Não há firulas literárias no texto: a verdade é dita sem pejo nem culpa, embora às vezes os conceitos se enredem nos meandos de uma consciência que fugiu à rigidez de uma educação cristã mas que, inevitavelmente, guarda marcas das cadeias do « moralmente correto.»

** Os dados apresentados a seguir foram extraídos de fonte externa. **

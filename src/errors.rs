use actix_web::{http::StatusCode, HttpResponse, ResponseError};
use serde::Serialize;
use serde_json::Value;
use thiserror::Error;

use crate::types::ExcludedCandidate;

/// Error taxonomy. Validation and dependency errors are
/// returned verbatim as `{error, kind, details}`; only truly unexpected
/// errors collapse to a generic 500.
#[derive(Debug, Error)]
pub enum ControlPlaneError {
    #[error("forbidden inbound key: {0}")]
    ForbiddenKey(String),
    #[error("missing required parameter: {0}")]
    MissingParameter(String),
    #[error("unknown parameter: {0}")]
    UnknownParameter(String),
    #[error("invalid type for parameter {name}: expected {expected}")]
    InvalidParameterType { name: String, expected: String },
    #[error("parameter {name} out of range: {detail}")]
    InvalidParameterRange { name: String, detail: String },
    #[error("unknown tier: {0}")]
    UnknownTier(String),
    #[error("unknown product: {0}")]
    UnknownProduct(String),
    #[error("unknown cell: {0}")]
    UnknownCell(String),
    #[error("duplicate product registration: {0}")]
    DuplicateProduct(String),
    #[error("orchestrator dependency missing: {0}")]
    DependencyMissing(String),
    #[error("no viable candidate for placement")]
    NoViableCandidate { excluded: Vec<ExcludedCandidate> },
    #[error("claim not found for {namespace}/{name}")]
    NotFound { namespace: String, name: String },
    #[error("{resource} not found: {id}")]
    ResourceNotFound { resource: &'static str, id: String },
    #[error("upstream transient failure: {0}")]
    UpstreamTransient(String),
    #[error(transparent)]
    Io(#[from] std::io::Error),
    #[error(transparent)]
    Unexpected(#[from] anyhow::Error),
}

#[derive(Debug, Serialize)]
struct ErrorBody {
    error: String,
    kind: &'static str,
    details: Value,
}

impl ControlPlaneError {
    fn kind(&self) -> &'static str {
        match self {
            ControlPlaneError::ForbiddenKey(_) => "ValidationError",
            ControlPlaneError::MissingParameter(_) => "ValidationError",
            ControlPlaneError::UnknownParameter(_) => "ValidationError",
            ControlPlaneError::InvalidParameterType { .. } => "ValidationError",
            ControlPlaneError::InvalidParameterRange { .. } => "ValidationError",
            ControlPlaneError::UnknownTier(_) => "UnknownTier",
            ControlPlaneError::UnknownProduct(_) => "UnknownProduct",
            ControlPlaneError::UnknownCell(_) => "UnknownCell",
            ControlPlaneError::DuplicateProduct(_) => "ValidationError",
            ControlPlaneError::DependencyMissing(_) => "DependencyMissing",
            ControlPlaneError::NoViableCandidate { .. } => "NoViableCandidate",
            ControlPlaneError::NotFound { .. } => "NotFound",
            ControlPlaneError::ResourceNotFound { .. } => "NotFound",
            ControlPlaneError::UpstreamTransient(_) => "UpstreamTransient",
            ControlPlaneError::Io(_) => "Internal",
            ControlPlaneError::Unexpected(_) => "Internal",
        }
    }

    fn details(&self) -> Value {
        match self {
            ControlPlaneError::NoViableCandidate { excluded } => {
                serde_json::json!({ "excluded": excluded })
            }
            _ => Value::Null,
        }
    }
}

impl ResponseError for ControlPlaneError {
    fn status_code(&self) -> StatusCode {
        match self {
            ControlPlaneError::ForbiddenKey(_)
            | ControlPlaneError::MissingParameter(_)
            | ControlPlaneError::UnknownParameter(_)
            | ControlPlaneError::InvalidParameterType { .. }
            | ControlPlaneError::InvalidParameterRange { .. }
            | ControlPlaneError::UnknownTier(_)
            | ControlPlaneError::UnknownProduct(_)
            | ControlPlaneError::UnknownCell(_)
            | ControlPlaneError::DuplicateProduct(_) => StatusCode::BAD_REQUEST,
            ControlPlaneError::DependencyMissing(_) => StatusCode::FAILED_DEPENDENCY,
            ControlPlaneError::NoViableCandidate { .. } => StatusCode::UNPROCESSABLE_ENTITY,
            ControlPlaneError::NotFound { .. } | ControlPlaneError::ResourceNotFound { .. } => {
                StatusCode::NOT_FOUND
            }
            ControlPlaneError::UpstreamTransient(_) => StatusCode::BAD_GATEWAY,
            ControlPlaneError::Io(_) | ControlPlaneError::Unexpected(_) => {
                StatusCode::INTERNAL_SERVER_ERROR
            }
        }
    }

    fn error_response(&self) -> HttpResponse {
        if matches!(
            self,
            ControlPlaneError::Io(_) | ControlPlaneError::Unexpected(_)
        ) {
            tracing::error!(error = %self, "unexpected control-plane error");
            return HttpResponse::build(self.status_code()).json(ErrorBody {
                error: "internal error".into(),
                kind: "Internal",
                details: Value::Null,
            });
        }
        let mut response = HttpResponse::build(self.status_code());
        if matches!(self, ControlPlaneError::UpstreamTransient(_)) {
            response.append_header(("Retry-After", "1"));
        }
        response.json(ErrorBody {
            error: self.to_string(),
            kind: self.kind(),
            details: self.details(),
        })
    }
}
use parking_lot::RwLock;

use crate::types::{ExperimentArm, ExperimentAssignment, ExperimentSpec};

/// FNV-1a 64-bit, fixed offset basis and prime — deliberately not a
/// language/crate default hasher, because arm assignment is part of the
/// externally observable contract (the bucket
/// must reproduce identically across processes and releases).
fn fnv1a64(bytes: &[u8]) -> u64 {
    const OFFSET_BASIS: u64 = 0xcbf2_9ce4_8422_2325;
    const PRIME: u64 = 0x0000_0100_0000_01b3;
    let mut hash = OFFSET_BASIS;
    for byte in bytes {
        hash ^= *byte as u64;
        hash = hash.wrapping_mul(PRIME);
    }
    hash
}

fn bucket_for(experiment_id: &str, request_name: &str) -> f64 {
    let key = format!("{experiment_id}:{request_name}");
    let hash = fnv1a64(key.as_bytes());
    (hash % 10_000) as f64 / 10_000.0
}

/// Mutable registry of active experiments, exposed via the admin API
/// (experiments and flags are mutable via the admin API).
pub struct ExperimentRegistry {
    experiments: RwLock<Vec<ExperimentSpec>>,
}

impl ExperimentRegistry {
    pub fn new() -> Self {
        Self {
            experiments: RwLock::new(Vec::new()),
        }
    }

    pub fn upsert(&self, spec: ExperimentSpec) {
        let mut guard = self.experiments.write();
        if let Some(existing) = guard.iter_mut().find(|e| e.id == spec.id) {
            *existing = spec;
        } else {
            guard.push(spec);
        }
    }

    pub fn remove(&self, id: &str) -> bool {
        let mut guard = self.experiments.write();
        let before = guard.len();
        guard.retain(|e| e.id != id);
        guard.len() != before
    }

    pub fn get(&self, id: &str) -> Option<ExperimentSpec> {
        self.experiments.read().iter().find(|e| e.id == id).cloned()
    }

    pub fn list(&self) -> Vec<ExperimentSpec> {
        self.experiments.read().clone()
    }

    /// Iterates experiments in creation order (stable:
    /// "First matching experiment wins"). Returns the matching spec (for
    /// its variant weights) alongside the assignment.
    pub fn assign(&self, request_tier: &str, request_name: &str) -> Option<(ExperimentSpec, ExperimentAssignment)> {
        let mut candidates = self.experiments.read().clone();
        candidates.sort_by_key(|e| e.created_at);
        for experiment in candidates {
            if let Some(scope) = &experiment.tier {
                if scope != request_tier {
                    continue;
                }
            }
            let bucket = bucket_for(&experiment.id, request_name);
            if bucket < experiment.traffic_percentage {
                let arm = ExperimentArm::Variant;
                return Some((
                    experiment.clone(),
                    ExperimentAssignment {
                        experiment_id: experiment.id.clone(),
                        arm,
                    },
                ));
            }
        }
        None
    }
}

impl Default for ExperimentRegistry {
    fn default() -> Self {
        Self::new()
    }
}

#[cfg(test)]
mod tests {
    use super::*;
    use chrono::Utc;

    fn spec(id: &str, traffic: f64, tier: Option<&str>) -> ExperimentSpec {
        ExperimentSpec {
            id: id.to_string(),
            description: String::new(),
            variant_weights: crate::types::Weights {
                latency: 0.1,
                dr: 0.1,
                maturity: 0.2,
                cost: 0.6,
            },
            traffic_percentage: traffic,
            tier: tier.map(str::to_string),
            created_at: Utc::now(),
        }
    }

    #[test]
    fn zero_traffic_never_assigns_variant() {
        let registry = ExperimentRegistry::new();
        registry.upsert(spec("exp-a", 0.0, Some("critical")));
        for i in 0..200 {
            assert!(registry
                .assign("critical", &format!("req-{i}"))
                .is_none());
        }
    }

    #[test]
    fn full_traffic_always_assigns_variant() {
        let registry = ExperimentRegistry::new();
        registry.upsert(spec("exp-b", 1.0, Some("critical")));
        for i in 0..200 {
            let (_, assignment) = registry.assign("critical", &format!("req-{i}")).unwrap();
            assert_eq!(assignment.arm, ExperimentArm::Variant);
        }
    }

    #[test]
    fn bucketing_is_deterministic_across_calls() {
        let registry = ExperimentRegistry::new();
        registry.upsert(spec("exp-c", 0.5, None));
        let a = registry.assign("critical", "stable-name");
        let b = registry.assign("critical", "stable-name");
        assert_eq!(a.is_some(), b.is_some());
    }

    #[test]
    fn tier_scope_is_respected() {
        let registry = ExperimentRegistry::new();
        registry.upsert(spec("exp-d", 1.0, Some("low")));
        assert!(registry.assign("critical", "req-1").is_none());
        assert!(registry.assign("low", "req-1").is_some());
    }

    #[test]
    fn roughly_half_bucket_at_fifty_percent_over_many_names() {
        let registry = ExperimentRegistry::new();
        registry.upsert(spec("exp-e", 0.5, None));
        let total = 10_000;
        let hits = (0..total)
            .filter(|i| registry.assign("any", &format!("name-{i}")).is_some())
            .count();
        let ratio = hits as f64 / total as f64;
        assert!((ratio - 0.5).abs() < 0.02, "ratio was {ratio}");
    }
}
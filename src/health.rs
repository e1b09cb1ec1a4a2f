use chrono::{DateTime, Utc};
use dashmap::DashMap;
use serde::{Deserialize, Serialize};

const DEFAULT_FAILURE_THRESHOLD: u32 = 5;
const DEFAULT_COOLDOWN_SECONDS: i64 = 60;

#[derive(Debug, Clone, Copy, Serialize, Deserialize, PartialEq, Eq)]
#[serde(rename_all = "SCREAMING_SNAKE_CASE")]
pub enum BreakerState {
    Closed,
    Open,
    HalfOpen,
}

#[derive(Debug, Clone, Serialize, Deserialize)]
pub struct CircuitBreakerState {
    pub state: BreakerState,
    pub failure_count: u32,
    pub failure_threshold: u32,
    pub cooldown_seconds: i64,
    #[serde(skip_serializing_if = "Option::is_none")]
    pub opened_at: Option<DateTime<Utc>>,
}

impl Default for CircuitBreakerState {
    fn default() -> Self {
        Self {
            state: BreakerState::Closed,
            failure_count: 0,
            failure_threshold: DEFAULT_FAILURE_THRESHOLD,
            cooldown_seconds: DEFAULT_COOLDOWN_SECONDS,
            opened_at: None,
        }
    }
}

impl CircuitBreakerState {
    /// `OPEN → HALF_OPEN` happens lazily on read once the cooldown elapses,
    /// checked lazily on read, not on a background timer.
    fn settled(&self, now: DateTime<Utc>) -> BreakerState {
        if self.state == BreakerState::Open {
            if let Some(opened_at) = self.opened_at {
                if (now - opened_at).num_seconds() >= self.cooldown_seconds {
                    return BreakerState::HalfOpen;
                }
            }
        }
        self.state
    }

    fn is_eligible(&self, now: DateTime<Utc>) -> bool {
        matches!(
            self.settled(now),
            BreakerState::Closed | BreakerState::HalfOpen
        )
    }
}

/// Provider health bit (operator-set) and circuit breaker state, per
/// Two independent `DashMap`s so readers (every scheduling
/// call) never block behind the other map's writer, matching the
/// `HealthStore` shape and §5's "each lock taken independently" guarantee.
#[derive(Clone)]
pub struct ProviderHealth {
    health_bits: std::sync::Arc<DashMap<String, bool>>,
    breakers: std::sync::Arc<DashMap<String, CircuitBreakerState>>,
}

impl ProviderHealth {
    pub fn new() -> Self {
        Self {
            health_bits: std::sync::Arc::new(DashMap::new()),
            breakers: std::sync::Arc::new(DashMap::new()),
        }
    }

    pub fn is_healthy(&self, provider: &str) -> bool {
        self.health_bits
            .get(provider)
            .map(|entry| *entry)
            .unwrap_or(true)
    }

    pub fn set_healthy(&self, provider: &str, healthy: bool) {
        self.health_bits.insert(provider.to_string(), healthy);
    }

    /// Eligible iff health=true AND breaker ∈ {CLOSED, HALF_OPEN}.
    pub fn is_eligible(&self, provider: &str) -> bool {
        if !self.is_healthy(provider) {
            return false;
        }
        let now = Utc::now();
        self.breakers
            .get(provider)
            .map(|entry| entry.is_eligible(now))
            .unwrap_or(true)
    }

    pub fn breaker_snapshot(&self, provider: &str) -> CircuitBreakerState {
        let now = Utc::now();
        let mut state = self
            .breakers
            .get(provider)
            .map(|entry| entry.clone())
            .unwrap_or_default();
        state.state = state.settled(now);
        state
    }

    pub fn record_success(&self, provider: &str) {
        let mut entry = self.breakers.entry(provider.to_string()).or_default();
        let now = Utc::now();
        entry.state = entry.settled(now);
        match entry.state {
            BreakerState::HalfOpen => {
                entry.state = BreakerState::Closed;
                entry.failure_count = 0;
                entry.opened_at = None;
            }
            BreakerState::Closed => {
                entry.failure_count = 0;
            }
            BreakerState::Open => {}
        }
    }

    pub fn record_failure(&self, provider: &str) {
        let mut entry = self.breakers.entry(provider.to_string()).or_default();
        let now = Utc::now();
        entry.state = entry.settled(now);
        match entry.state {
            BreakerState::HalfOpen => {
                entry.state = BreakerState::Open;
                entry.opened_at = Some(now);
            }
            BreakerState::Closed => {
                entry.failure_count += 1;
                if entry.failure_count >= entry.failure_threshold {
                    entry.state = BreakerState::Open;
                    entry.opened_at = Some(now);
                    tracing::warn!(provider, "circuit breaker opened");
                }
            }
            BreakerState::Open => {}
        }
    }

    pub fn snapshot_all(&self) -> std::collections::HashMap<String, ProviderHealthView> {
        let mut out = std::collections::HashMap::new();
        for entry in self.health_bits.iter() {
            out.entry(entry.key().clone())
                .or_insert_with(|| ProviderHealthView {
                    healthy: *entry.value(),
                    breaker: self.breaker_snapshot(entry.key()),
                });
        }
        for entry in self.breakers.iter() {
            out.entry(entry.key().clone())
                .or_insert_with(|| ProviderHealthView {
                    healthy: self.is_healthy(entry.key()),
                    breaker: self.breaker_snapshot(entry.key()),
                });
        }
        out
    }
}

impl Default for ProviderHealth {
    fn default() -> Self {
        Self::new()
    }
}

#[derive(Debug, Clone, Serialize)]
pub struct ProviderHealthView {
    pub healthy: bool,
    pub breaker: CircuitBreakerState,
}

O estilo é quase sempre simples, às vezes chocante para os que ainda não conseguiram se libertar dos rótulos. Ocasionalmente os pensamentos emergem como erupções vulcânicas, quase desconexos, porque a escritora não está falando aos leitores mas consigo mesma. Em outras passagens o texto, apesar da crueza é repleto de poesia e erotismo. A linguagem pode até beirar a vulgaridade, às vezes, mas sente-se sempre o sutil perfume de sentimentos muito puros e autênticos.
Este é, sem dúvida, um livro que merece ser lido e meditado.
Para quem julgava que amor com maiúscula só pode existir entre Marte e Vênus, vai surpreender com esta Afrodite nada convencional.
Eu, que a conheço bem e há muitos anos, sei que existe uma continuação deste relato que não foi e talvez não seja nunca escrita. Já se disse que a felicidade não tem história.
Os sofrimentos, principalmente de amor, têm sido os grandes inspiradores das mais belas páginas literárias. E a nossa Lilith finalmente encontrou a paz e o equilíbrio junto a uma alma irmã.
Talvez seja necessário contradizer a antiquíssima sabedoria chinesa: a integração pode ser conseguida de forma diferente do clássico Yn-Yang que simboliza a atração e a fusão dos opostos. Nós que a amamos, estamos felizes por ela.